(Stored data)
---------------
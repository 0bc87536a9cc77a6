//! # gzpack Archive Encoder (`common::archive::encoder`)
//!
//! File: cli/src/common/archive/encoder.rs
//!
//! ## Overview
//!
//! Packs an ordered list of files into one gzip-compressed archive. Each
//! file becomes one record (name line, size line, raw bytes) in the order
//! given. Only the final path component is stored as the entry name, and
//! duplicate names are written as-is.
//!
//! ## Architecture
//!
//! `encode` runs in two phases:
//! 1. Every source is checked (regular file, usable name) before the
//!    destination is touched, so a bad source leaves nothing behind.
//! 2. The destination is created and each source is read whole into memory
//!    and written as a record. A failure here may leave a partial archive on
//!    disk; the stream itself is always closed.
//!
//! `write_archive` does the record writing for any `Write` and is what
//! `encode` feeds once the gzip stream is open.
//!
use crate::common::archive::compression;
use crate::common::archive::record::{self, Entry};
use crate::common::fs::io;
use crate::core::error::{GzpackError, Result};
use anyhow::Context;
use flate2::Compression;
use std::ffi::OsString;
use std::io::Write;
use std::path::{Path, PathBuf};
use tracing::{debug, info};

/// Counts reported after an archive is written or read.
#[derive(Debug, Clone, Copy, Default, PartialEq, Eq)]
pub struct ArchiveSummary {
    pub entries: usize,
    pub content_bytes: u64,
}

impl ArchiveSummary {
    pub(crate) fn add(&mut self, size: u64) {
        self.entries += 1;
        self.content_bytes += size;
    }
}

/// A source file that passed validation, with its entry name.
#[derive(Debug)]
struct Source {
    path: PathBuf,
    name: OsString,
}

/// Writes `sources` into a new archive at `destination`.
///
/// # Errors
///
/// - `GzpackError::Open` if a source is missing or not a regular file, or the
///   destination cannot be created.
/// - `GzpackError::InvalidEntryName` if a source has no usable file name.
/// - `GzpackError::StreamWrite` if writing the compressed stream fails.
pub fn encode(
    destination: &Path,
    sources: &[PathBuf],
    level: Compression,
) -> Result<ArchiveSummary> {
    let checked = sources
        .iter()
        .map(|path| check_source(path))
        .collect::<Result<Vec<_>>>()?;

    let mut writer = compression::create_gzip_writer(destination, level)?;
    let entries = checked.into_iter().map(|source| {
        let content = io::read_file_bytes(&source.path)?;
        Ok(Entry {
            name: source.name,
            content,
        })
    });
    let summary = write_archive(&mut writer, entries)
        .with_context(|| format!("Failed to write archive {:?}", destination))?;
    compression::finish_gzip_writer(writer)
        .with_context(|| format!("Failed to finalize archive {:?}", destination))?;

    info!(
        "Wrote {} entries ({} bytes) to {:?}",
        summary.entries, summary.content_bytes, destination
    );
    Ok(summary)
}

/// Writes `entries` as consecutive records to `writer`, in order.
///
/// Entries are pulled one at a time, so only the entry being written is held
/// in memory. The first failing entry (source error or invalid name) stops
/// the run; records already written stay in `writer`.
pub fn write_archive<W, I>(writer: &mut W, entries: I) -> Result<ArchiveSummary>
where
    W: Write,
    I: IntoIterator<Item = Result<Entry>>,
{
    let mut summary = ArchiveSummary::default();
    for entry in entries {
        let entry = entry?;
        record::validate_entry_name(&entry.name)?;
        record::write_record(writer, &entry.name, &entry.content)?;
        debug!("Wrote entry {:?} ({} bytes)", entry.name, entry.size());
        summary.add(entry.size());
    }
    Ok(summary)
}

fn check_source(path: &Path) -> Result<Source> {
    let metadata = std::fs::metadata(path).map_err(|source| GzpackError::Open {
        path: path.to_path_buf(),
        source,
    })?;
    if !metadata.is_file() {
        anyhow::bail!(GzpackError::Open {
            path: path.to_path_buf(),
            source: std::io::Error::new(std::io::ErrorKind::InvalidInput, "not a regular file"),
        });
    }
    let name = io::entry_name_for(path)?;
    record::validate_entry_name(&name)
        .with_context(|| format!("Cannot archive {:?}", path))?;
    Ok(Source {
        path: path.to_path_buf(),
        name,
    })
}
---------------
§ **Prompt**:
Give the entries again in full, exactly as they are written.

§ **Answer to this problem**:
repository 0bc87536a9cc77a6
//! # gzpack Archive Encoder (`common::archive::encoder`)
//!
//! File: cli/src/common/archive/encoder.rs
//!
//! ## Overview
//!
//! Packs an ordered list of files into one gzip-compressed archive. Each
//! file becomes one record (name line, size line, raw bytes) in the order
//! given. Only the final path component is stored as the entry name, and
//! duplicate names are written as-is.
//!
//! ## Architecture
//!
//! `encode` runs in two phases:
//! 1. Every source is checked (regular file, usable name) before the
//!    destination is touched, so a bad source leaves nothing behind.
//! 2. The destination is created and each source is read whole into memory
//!    and written as a record. A failure here may leave a partial archive on
//!    disk; the stream itself is always closed.
//!
//! `write_archive` does the record writing for any `Write` and is what
//! `encode` feeds once the gzip stream is open.
//!
use crate::common::archive::compression;
use crate::common::archive::record::{self, Entry};
use crate::common::fs::io;
use crate::core::error::{GzpackError, Result};
use anyhow::Context;
use flate2::Compression;
use std::ffi::OsString;
use std::io::Write;
use std::path::{Path, PathBuf};
use tracing::{debug, info};

/// Counts reported after an archive is written or read.
#[derive(Debug, Clone, Copy, Default, PartialEq, Eq)]
pub struct ArchiveSummary {
    pub entries: usize,
    pub content_bytes: u64,
}

impl ArchiveSummary {
    pub(crate) fn add(&mut self, size: u64) {
        self.entries += 1;
        self.content_bytes += size;
    }
}

/// A source file that passed validation, with its entry name.
#[derive(Debug)]
struct Source {
    path: PathBuf,
    name: OsString,
}

/// Writes `sources` into a new archive at `destination`.
///
/// # Errors
///
/// - `GzpackError::Open` if a source is missing or not a regular file, or the
///   destination cannot be created.
/// - `GzpackError::InvalidEntryName` if a source has no usable file name.
/// - `GzpackError::StreamWrite` if writing the compressed stream fails.
pub fn encode(
    destination: &Path,
    sources: &[PathBuf],
    level: Compression,
) -> Result<ArchiveSummary> {
    let checked = sources
        .iter()
        .map(|path| check_source(path))
        .collect::<Result<Vec<_>>>()?;

    let mut writer = compression::create_gzip_writer(destination, level)?;
    let entries = checked.into_iter().map(|source| {
        let content = io::read_file_bytes(&source.path)?;
        Ok(Entry {
            name: source.name,
            content,
        })
    });
    let summary = write_archive(&mut writer, entries)
        .with_context(|| format!("Failed to write archive {:?}", destination))?;
    compression::finish_gzip_writer(writer)
        .with_context(|| format!("Failed to finalize archive {:?}", destination))?;

    info!(
        "Wrote {} entries ({} bytes) to {:?}",
        summary.entries, summary.content_bytes, destination
    );
    Ok(summary)
}

/// Writes `entries` as consecutive records to `writer`, in order.
///
/// Entries are pulled one at a time, so only the entry being written is held
/// in memory. The first failing entry (source error or invalid name) stops
/// the run; records already written stay in `writer`.
pub fn write_archive<W, I>(writer: &mut W, entries: I) -> Result<ArchiveSummary>
where
    W: Write,
    I: IntoIterator<Item = Result<Entry>>,
{
    let mut summary = ArchiveSummary::default();
    for entry in entries {
        let entry = entry?;
        record::validate_entry_name(&entry.name)?;
        record::write_record(writer, &entry.name, &entry.content)?;
        debug!("Wrote entry {:?} ({} bytes)", entry.name, entry.size());
        summary.add(entry.size());
    }
    Ok(summary)
}

fn check_source(path: &Path) -> Result<Source> {
    let metadata = std::fs::metadata(path).map_err(|source| GzpackError::Open {
        path: path.to_path_buf(),
        source,
    })?;
    if !metadata.is_file() {
        anyhow::bail!(GzpackError::Open {
            path: path.to_path_buf(),
            source: std::io::Error::new(std::io::ErrorKind::InvalidInput, "not a regular file"),
        });
    }
    let name = io::entry_name_for(path)?;
    record::validate_entry_name(&name)
        .with_context(|| format!("Cannot archive {:?}", path))?;
    Ok(Source {
        path: path.to_path_buf(),
        name,
    })
}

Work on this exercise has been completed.